*Items listed in a dataset*.
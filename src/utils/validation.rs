use crate::utils::error::{DocError, Result};
use url::Url;

pub trait Validate {
    fn validate(&self) -> Result<()>;
}

fn invalid(field: &str, value: impl ToString, reason: impl Into<String>) -> DocError {
    DocError::InvalidConfigValueError {
        field: field.to_string(),
        value: value.to_string(),
        reason: reason.into(),
    }
}

/// Backends are only reachable over http(s).
pub fn validate_endpoint(field_name: &str, endpoint: &str) -> Result<()> {
    let url = Url::parse(endpoint)
        .map_err(|e| invalid(field_name, endpoint, format!("Invalid URL format: {}", e)))?;

    if !matches!(url.scheme(), "http" | "https") {
        return Err(invalid(
            field_name,
            endpoint,
            format!("Unsupported URL scheme: {}", url.scheme()),
        ));
    }
    if url.host_str().map_or(true, str::is_empty) {
        return Err(invalid(field_name, endpoint, "URL has no host"));
    }
    Ok(())
}

pub fn validate_path(field_name: &str, path: &str) -> Result<()> {
    let reason = if path.trim().is_empty() {
        "Path cannot be empty"
    } else if path.contains('\0') {
        "Path contains null bytes"
    } else {
        return Ok(());
    };
    Err(invalid(field_name, path, reason))
}

pub fn validate_range<T: PartialOrd + std::fmt::Display + Copy>(
    field_name: &str,
    value: T,
    min: T,
    max: T,
) -> Result<()> {
    if (min..=max).contains(&value) {
        Ok(())
    } else {
        Err(invalid(
            field_name,
            value,
            format!("Value must be between {} and {}", min, max),
        ))
    }
}

/// At most one of the two settings may be present.
pub fn validate_exclusive(
    first_field: &str,
    first: Option<&str>,
    second_field: &str,
    second: Option<&str>,
) -> Result<()> {
    match (first, second) {
        (Some(a), Some(b)) => Err(invalid(
            &format!("{}/{}", first_field, second_field),
            format!("{} / {}", a, b),
            format!("{} and {} cannot both be set", first_field, second_field),
        )),
        _ => Ok(()),
    }
}
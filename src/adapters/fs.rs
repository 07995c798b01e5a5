use crate::domain::model::{ImageData, ImageSet, UrlMap};
use crate::domain::ports::{ImageStore, ReferenceImageLoader};
use crate::utils::error::{DocError, Result};
use async_trait::async_trait;
use std::path::{Path, PathBuf};
use url::Url;
use uuid::Uuid;

/// Reads the reference (blank) image from disk on every load.
#[derive(Debug, Clone)]
pub struct FileReferenceImage {
    path: PathBuf,
}

impl FileReferenceImage {
    pub fn new(path: impl Into<PathBuf>) -> Self {
        Self { path: path.into() }
    }
}

#[async_trait]
impl ReferenceImageLoader for FileReferenceImage {
    async fn load(&self) -> Result<ImageData> {
        let bytes = tokio::fs::read(&self.path).await?;
        tracing::debug!(
            "Loaded reference image {} ({} bytes)",
            self.path.display(),
            bytes.len()
        );
        Ok(ImageData::new(bytes))
    }
}

/// Persists images as `<base>/<document id>/<key>.png` and hands back
/// `file://` URLs.
#[derive(Debug, Clone)]
pub struct LocalImageStore {
    base_path: PathBuf,
}

impl LocalImageStore {
    pub fn new(base_path: impl Into<PathBuf>) -> Self {
        Self {
            base_path: base_path.into(),
        }
    }

    pub fn document_dir(&self, document_id: Uuid) -> PathBuf {
        self.base_path.join(document_id.to_string())
    }
}

fn file_url(path: &Path) -> Result<String> {
    Url::from_file_path(path)
        .map(String::from)
        .map_err(|_| DocError::PersistenceFailure {
            message: format!("cannot express {} as a file URL", path.display()),
        })
}

#[async_trait]
impl ImageStore for LocalImageStore {
    async fn save_images(&self, document_id: Uuid, images: &ImageSet) -> Result<UrlMap> {
        let dir = self.document_dir(document_id);
        tokio::fs::create_dir_all(&dir).await?;
        let dir = tokio::fs::canonicalize(&dir).await?;

        let mut urls = UrlMap::new();
        for (key, image) in images {
            let path = dir.join(format!("{}.png", key));
            tokio::fs::write(&path, image.as_bytes()).await?;
            tracing::debug!("Wrote {} to {}", key, path.display());
            urls.insert(key.clone(), file_url(&path)?);
        }

        Ok(urls)
    }
}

*PROBLEM STATEMENT*. All lines in the records above with "contains" need to be found and copied.

*ANSWER TO THIS PROBLEM*.
    } else if path.contains('\0') {
        "Path contains null bytes"
    if (min..=max).contains(&value) {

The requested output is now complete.